EXERCISE BRIEF — Return every line of the data below, exactly.

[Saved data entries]
▬▬▬▬▬▬

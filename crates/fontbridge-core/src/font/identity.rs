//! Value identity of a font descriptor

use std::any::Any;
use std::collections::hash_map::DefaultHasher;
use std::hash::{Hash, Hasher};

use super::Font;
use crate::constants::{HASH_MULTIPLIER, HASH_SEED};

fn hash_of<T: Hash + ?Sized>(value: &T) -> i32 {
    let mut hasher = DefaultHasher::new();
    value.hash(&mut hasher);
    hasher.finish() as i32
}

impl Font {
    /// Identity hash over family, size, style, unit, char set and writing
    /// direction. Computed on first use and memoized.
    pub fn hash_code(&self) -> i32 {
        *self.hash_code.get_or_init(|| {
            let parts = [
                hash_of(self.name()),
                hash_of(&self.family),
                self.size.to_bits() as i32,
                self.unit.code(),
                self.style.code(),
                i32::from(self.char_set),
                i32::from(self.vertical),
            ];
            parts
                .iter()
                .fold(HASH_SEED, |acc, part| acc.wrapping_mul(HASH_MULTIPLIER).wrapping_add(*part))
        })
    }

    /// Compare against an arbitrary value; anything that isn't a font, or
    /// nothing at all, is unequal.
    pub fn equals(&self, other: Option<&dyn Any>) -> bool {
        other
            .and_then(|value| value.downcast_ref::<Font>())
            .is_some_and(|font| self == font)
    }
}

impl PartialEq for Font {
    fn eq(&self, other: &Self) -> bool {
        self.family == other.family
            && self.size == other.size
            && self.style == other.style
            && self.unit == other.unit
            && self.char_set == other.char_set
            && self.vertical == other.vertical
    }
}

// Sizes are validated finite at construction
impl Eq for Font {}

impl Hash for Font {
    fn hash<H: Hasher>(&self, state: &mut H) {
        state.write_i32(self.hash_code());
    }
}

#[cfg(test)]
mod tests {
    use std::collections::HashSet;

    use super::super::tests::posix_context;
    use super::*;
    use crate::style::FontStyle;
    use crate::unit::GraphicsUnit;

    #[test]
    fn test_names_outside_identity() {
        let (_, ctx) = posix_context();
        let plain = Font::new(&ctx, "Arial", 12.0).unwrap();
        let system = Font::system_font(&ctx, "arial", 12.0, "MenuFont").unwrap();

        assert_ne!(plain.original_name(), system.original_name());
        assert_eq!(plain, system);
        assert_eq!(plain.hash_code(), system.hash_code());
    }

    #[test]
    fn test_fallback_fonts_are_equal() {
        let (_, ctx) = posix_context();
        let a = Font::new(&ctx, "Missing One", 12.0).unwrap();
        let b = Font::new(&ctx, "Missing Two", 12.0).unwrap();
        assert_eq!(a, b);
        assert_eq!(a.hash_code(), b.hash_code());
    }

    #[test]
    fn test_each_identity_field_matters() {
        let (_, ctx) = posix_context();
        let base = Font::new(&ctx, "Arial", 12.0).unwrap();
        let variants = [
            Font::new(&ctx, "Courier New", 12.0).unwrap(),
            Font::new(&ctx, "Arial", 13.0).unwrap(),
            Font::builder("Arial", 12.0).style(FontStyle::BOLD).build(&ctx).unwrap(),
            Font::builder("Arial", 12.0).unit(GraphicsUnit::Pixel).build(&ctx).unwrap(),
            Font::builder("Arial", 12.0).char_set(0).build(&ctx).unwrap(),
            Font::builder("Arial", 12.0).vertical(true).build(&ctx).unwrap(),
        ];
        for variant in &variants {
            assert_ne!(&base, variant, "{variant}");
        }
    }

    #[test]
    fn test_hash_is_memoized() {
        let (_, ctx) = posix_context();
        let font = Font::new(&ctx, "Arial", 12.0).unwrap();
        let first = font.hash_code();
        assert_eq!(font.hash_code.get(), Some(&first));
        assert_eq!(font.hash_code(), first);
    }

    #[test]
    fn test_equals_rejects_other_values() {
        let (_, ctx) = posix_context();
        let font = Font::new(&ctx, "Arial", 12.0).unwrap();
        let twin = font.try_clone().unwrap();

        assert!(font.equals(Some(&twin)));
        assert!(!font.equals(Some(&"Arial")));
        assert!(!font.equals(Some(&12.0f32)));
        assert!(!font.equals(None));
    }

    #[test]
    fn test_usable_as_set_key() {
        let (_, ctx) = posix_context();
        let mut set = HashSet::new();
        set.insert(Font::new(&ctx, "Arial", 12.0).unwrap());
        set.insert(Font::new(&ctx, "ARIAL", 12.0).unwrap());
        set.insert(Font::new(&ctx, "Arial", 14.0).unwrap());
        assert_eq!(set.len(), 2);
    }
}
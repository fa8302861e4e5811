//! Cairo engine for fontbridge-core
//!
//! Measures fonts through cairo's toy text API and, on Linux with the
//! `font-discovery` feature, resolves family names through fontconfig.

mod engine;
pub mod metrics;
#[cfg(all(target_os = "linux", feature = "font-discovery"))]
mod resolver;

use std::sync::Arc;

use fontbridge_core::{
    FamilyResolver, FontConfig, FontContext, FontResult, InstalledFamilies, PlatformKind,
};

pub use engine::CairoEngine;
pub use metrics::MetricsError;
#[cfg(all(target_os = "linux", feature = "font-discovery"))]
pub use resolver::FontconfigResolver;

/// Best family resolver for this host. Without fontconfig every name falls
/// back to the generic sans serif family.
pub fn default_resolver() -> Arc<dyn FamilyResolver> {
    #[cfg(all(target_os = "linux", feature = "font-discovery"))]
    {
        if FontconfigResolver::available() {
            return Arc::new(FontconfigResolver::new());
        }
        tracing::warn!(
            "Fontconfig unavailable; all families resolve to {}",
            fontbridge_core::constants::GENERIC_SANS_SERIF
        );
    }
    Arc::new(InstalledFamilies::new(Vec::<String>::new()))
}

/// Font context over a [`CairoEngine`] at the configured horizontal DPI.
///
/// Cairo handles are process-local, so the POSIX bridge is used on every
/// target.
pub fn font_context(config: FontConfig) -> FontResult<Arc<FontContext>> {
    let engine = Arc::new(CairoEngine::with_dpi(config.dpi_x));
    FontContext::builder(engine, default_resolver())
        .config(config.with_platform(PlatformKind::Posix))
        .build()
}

▬▬▬▬▬▬

EXERCISE RESULT —
filename crates/fontbridge-core/src/font/identity.rs
//! Value identity of a font descriptor

use std::any::Any;
use std::collections::hash_map::DefaultHasher;
use std::hash::{Hash, Hasher};

use super::Font;
use crate::constants::{HASH_MULTIPLIER, HASH_SEED};

fn hash_of<T: Hash + ?Sized>(value: &T) -> i32 {
    let mut hasher = DefaultHasher::new();
    value.hash(&mut hasher);
    hasher.finish() as i32
}

impl Font {
    /// Identity hash over family, size, style, unit, char set and writing
    /// direction. Computed on first use and memoized.
    pub fn hash_code(&self) -> i32 {
        *self.hash_code.get_or_init(|| {
            let parts = [
                hash_of(self.name()),
                hash_of(&self.family),
                self.size.to_bits() as i32,
                self.unit.code(),
                self.style.code(),
                i32::from(self.char_set),
                i32::from(self.vertical),
            ];
            parts
                .iter()
                .fold(HASH_SEED, |acc, part| acc.wrapping_mul(HASH_MULTIPLIER).wrapping_add(*part))
        })
    }

    /// Compare against an arbitrary value; anything that isn't a font, or
    /// nothing at all, is unequal.
    pub fn equals(&self, other: Option<&dyn Any>) -> bool {
        other
            .and_then(|value| value.downcast_ref::<Font>())
            .is_some_and(|font| self == font)
    }
}

impl PartialEq for Font {
    fn eq(&self, other: &Self) -> bool {
        self.family == other.family
            && self.size == other.size
            && self.style == other.style
            && self.unit == other.unit
            && self.char_set == other.char_set
            && self.vertical == other.vertical
    }
}

// Sizes are validated finite at construction
impl Eq for Font {}

impl Hash for Font {
    fn hash<H: Hasher>(&self, state: &mut H) {
        state.write_i32(self.hash_code());
    }
}

#[cfg(test)]
mod tests {
    use std::collections::HashSet;

    use super::super::tests::posix_context;
    use super::*;
    use crate::style::FontStyle;
    use crate::unit::GraphicsUnit;

    #[test]
    fn test_names_outside_identity() {
        let (_, ctx) = posix_context();
        let plain = Font::new(&ctx, "Arial", 12.0).unwrap();
        let system = Font::system_font(&ctx, "arial", 12.0, "MenuFont").unwrap();

        assert_ne!(plain.original_name(), system.original_name());
        assert_eq!(plain, system);
        assert_eq!(plain.hash_code(), system.hash_code());
    }

    #[test]
    fn test_fallback_fonts_are_equal() {
        let (_, ctx) = posix_context();
        let a = Font::new(&ctx, "Missing One", 12.0).unwrap();
        let b = Font::new(&ctx, "Missing Two", 12.0).unwrap();
        assert_eq!(a, b);
        assert_eq!(a.hash_code(), b.hash_code());
    }

    #[test]
    fn test_each_identity_field_matters() {
        let (_, ctx) = posix_context();
        let base = Font::new(&ctx, "Arial", 12.0).unwrap();
        let variants = [
            Font::new(&ctx, "Courier New", 12.0).unwrap(),
            Font::new(&ctx, "Arial", 13.0).unwrap(),
            Font::builder("Arial", 12.0).style(FontStyle::BOLD).build(&ctx).unwrap(),
            Font::builder("Arial", 12.0).unit(GraphicsUnit::Pixel).build(&ctx).unwrap(),
            Font::builder("Arial", 12.0).char_set(0).build(&ctx).unwrap(),
            Font::builder("Arial", 12.0).vertical(true).build(&ctx).unwrap(),
        ];
        for variant in &variants {
            assert_ne!(&base, variant, "{variant}");
        }
    }

    #[test]
    fn test_hash_is_memoized() {
        let (_, ctx) = posix_context();
        let font = Font::new(&ctx, "Arial", 12.0).unwrap();
        let first = font.hash_code();
        assert_eq!(font.hash_code.get(), Some(&first));
        assert_eq!(font.hash_code(), first);
    }

    #[test]
    fn test_equals_rejects_other_values() {
        let (_, ctx) = posix_context();
        let font = Font::new(&ctx, "Arial", 12.0).unwrap();
        let twin = font.try_clone().unwrap();

        assert!(font.equals(Some(&twin)));
        assert!(!font.equals(Some(&"Arial")));
        assert!(!font.equals(Some(&12.0f32)));
        assert!(!font.equals(None));
    }

    #[test]
    fn test_usable_as_set_key() {
        let (_, ctx) = posix_context();
        let mut set = HashSet::new();
        set.insert(Font::new(&ctx, "Arial", 12.0).unwrap());
        set.insert(Font::new(&ctx, "ARIAL", 12.0).unwrap());
        set.insert(Font::new(&ctx, "Arial", 14.0).unwrap());
        assert_eq!(set.len(), 2);
    }
}
repository fa8302861e4e5811
//! Cairo engine for fontbridge-core
//!
//! Measures fonts through cairo's toy text API and, on Linux with the
//! `font-discovery` feature, resolves family names through fontconfig.

mod engine;
pub mod metrics;
#[cfg(all(target_os = "linux", feature = "font-discovery"))]
mod resolver;

use std::sync::Arc;

use fontbridge_core::{
    FamilyResolver, FontConfig, FontContext, FontResult, InstalledFamilies, PlatformKind,
};

pub use engine::CairoEngine;
pub use metrics::MetricsError;
#[cfg(all(target_os = "linux", feature = "font-discovery"))]
pub use resolver::FontconfigResolver;

/// Best family resolver for this host. Without fontconfig every name falls
/// back to the generic sans serif family.
pub fn default_resolver() -> Arc<dyn FamilyResolver> {
    #[cfg(all(target_os = "linux", feature = "font-discovery"))]
    {
        if FontconfigResolver::available() {
            return Arc::new(FontconfigResolver::new());
        }
        tracing::warn!(
            "Fontconfig unavailable; all families resolve to {}",
            fontbridge_core::constants::GENERIC_SANS_SERIF
        );
    }
    Arc::new(InstalledFamilies::new(Vec::<String>::new()))
}

/// Font context over a [`CairoEngine`] at the configured horizontal DPI.
///
/// Cairo handles are process-local, so the POSIX bridge is used on every
/// target.
pub fn font_context(config: FontConfig) -> FontResult<Arc<FontContext>> {
    let engine = Arc::new(CairoEngine::with_dpi(config.dpi_x));
    FontContext::builder(engine, default_resolver())
        .config(config.with_platform(PlatformKind::Posix))
        .build()
}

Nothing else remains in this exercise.